▸ **Task details**
Take every line containing "seconds" out of the records.

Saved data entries
★ ★ ★ ★ ★

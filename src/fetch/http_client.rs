//! HTTP client construction policy.
//!
//! Centralizes timeouts, user-agent, compression and proxy compatibility so the
//! Pfam and PubSEED traffic share one configuration.

use std::panic::{AssertUnwindSafe, catch_unwind};
use std::time::Duration;

use reqwest::header::{ACCEPT, HeaderMap, HeaderValue};
use reqwest::{Client, ClientBuilder, Proxy};
use tracing::warn;

use crate::user_agent;

use super::FetchError;

/// Default HTTP connect timeout (10 seconds).
pub const CONNECT_TIMEOUT_SECS: u64 = 10;

/// Default HTTP read timeout (10 minutes; sequence searches can be slow to answer).
pub const READ_TIMEOUT_SECS: u64 = 600;

/// Accept header sent with every request; the services mix XML and HTML.
pub const ACCEPT_MARKUP: &str = "text/javascript, text/html, application/xml, text/xml, */*";

/// Timeouts applied to the shared client.
#[derive(Debug, Clone, Copy, PartialEq, Eq)]
pub struct HttpTimeouts {
    /// Connect timeout in seconds.
    pub connect_secs: u64,
    /// Whole-exchange timeout in seconds.
    pub read_secs: u64,
}

impl Default for HttpTimeouts {
    fn default() -> Self {
        Self {
            connect_secs: CONNECT_TIMEOUT_SECS,
            read_secs: READ_TIMEOUT_SECS,
        }
    }
}

/// Builds the shared HTTP client.
///
/// # Errors
///
/// Returns [`FetchError::ClientBuild`] when client construction fails.
pub fn build_http_client(timeouts: HttpTimeouts) -> Result<Client, FetchError> {
    match try_build_client(timeouts, false) {
        Ok(client) => Ok(client),
        Err(BuildClientFailure::Panic) => {
            // Some sandboxed environments panic when querying system proxy
            // settings; retry with environment proxies only.
            warn!("HTTP client hit system proxy panic; using env-proxy fallback builder");
            match try_build_client(timeouts, true) {
                Ok(client) => Ok(client),
                Err(BuildClientFailure::Panic) => Err(FetchError::ClientBuild {
                    reason: "client construction panicked while reading proxy settings"
                        .to_string(),
                }),
                Err(BuildClientFailure::Build(error)) => Err(FetchError::ClientBuild {
                    reason: error.to_string(),
                }),
            }
        }
        Err(BuildClientFailure::Build(error)) => Err(FetchError::ClientBuild {
            reason: error.to_string(),
        }),
    }
}

enum BuildClientFailure {
    Panic,
    Build(reqwest::Error),
}

fn try_build_client(
    timeouts: HttpTimeouts,
    disable_system_proxy_lookup: bool,
) -> Result<Client, BuildClientFailure> {
    catch_unwind(AssertUnwindSafe(move || {
        let mut builder = base_builder(timeouts);
        if disable_system_proxy_lookup {
            builder = apply_env_proxy_fallback(builder.no_proxy());
        }
        builder.build().map_err(BuildClientFailure::Build)
    }))
    .map_err(|_| BuildClientFailure::Panic)?
}

fn base_builder(timeouts: HttpTimeouts) -> ClientBuilder {
    let mut headers = HeaderMap::new();
    headers.insert(ACCEPT, HeaderValue::from_static(ACCEPT_MARKUP));

    Client::builder()
        .connect_timeout(Duration::from_secs(timeouts.connect_secs))
        .timeout(Duration::from_secs(timeouts.read_secs))
        .user_agent(user_agent::default_user_agent())
        .default_headers(headers)
        .gzip(true)
}

fn apply_env_proxy_fallback(mut builder: ClientBuilder) -> ClientBuilder {
    if let Some(proxy) = first_env_var(&["HTTPS_PROXY", "https_proxy", "ALL_PROXY", "all_proxy"])
        && let Ok(resolved) = Proxy::https(&proxy)
    {
        builder = builder.proxy(resolved);
    }
    if let Some(proxy) = first_env_var(&["HTTP_PROXY", "http_proxy", "ALL_PROXY", "all_proxy"])
        && let Ok(resolved) = Proxy::http(&proxy)
    {
        builder = builder.proxy(resolved);
    }
    builder
}

fn first_env_var(names: &[&str]) -> Option<String> {
    names.iter().find_map(|name| {
        std::env::var(name)
            .ok()
            .map(|value| value.trim().to_string())
            .filter(|value| !value.is_empty())
    })
}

★ ★ ★ ★ ★

▸ **Written solution**
/// Default HTTP connect timeout (10 seconds).
    /// Connect timeout in seconds.
    /// Whole-exchange timeout in seconds.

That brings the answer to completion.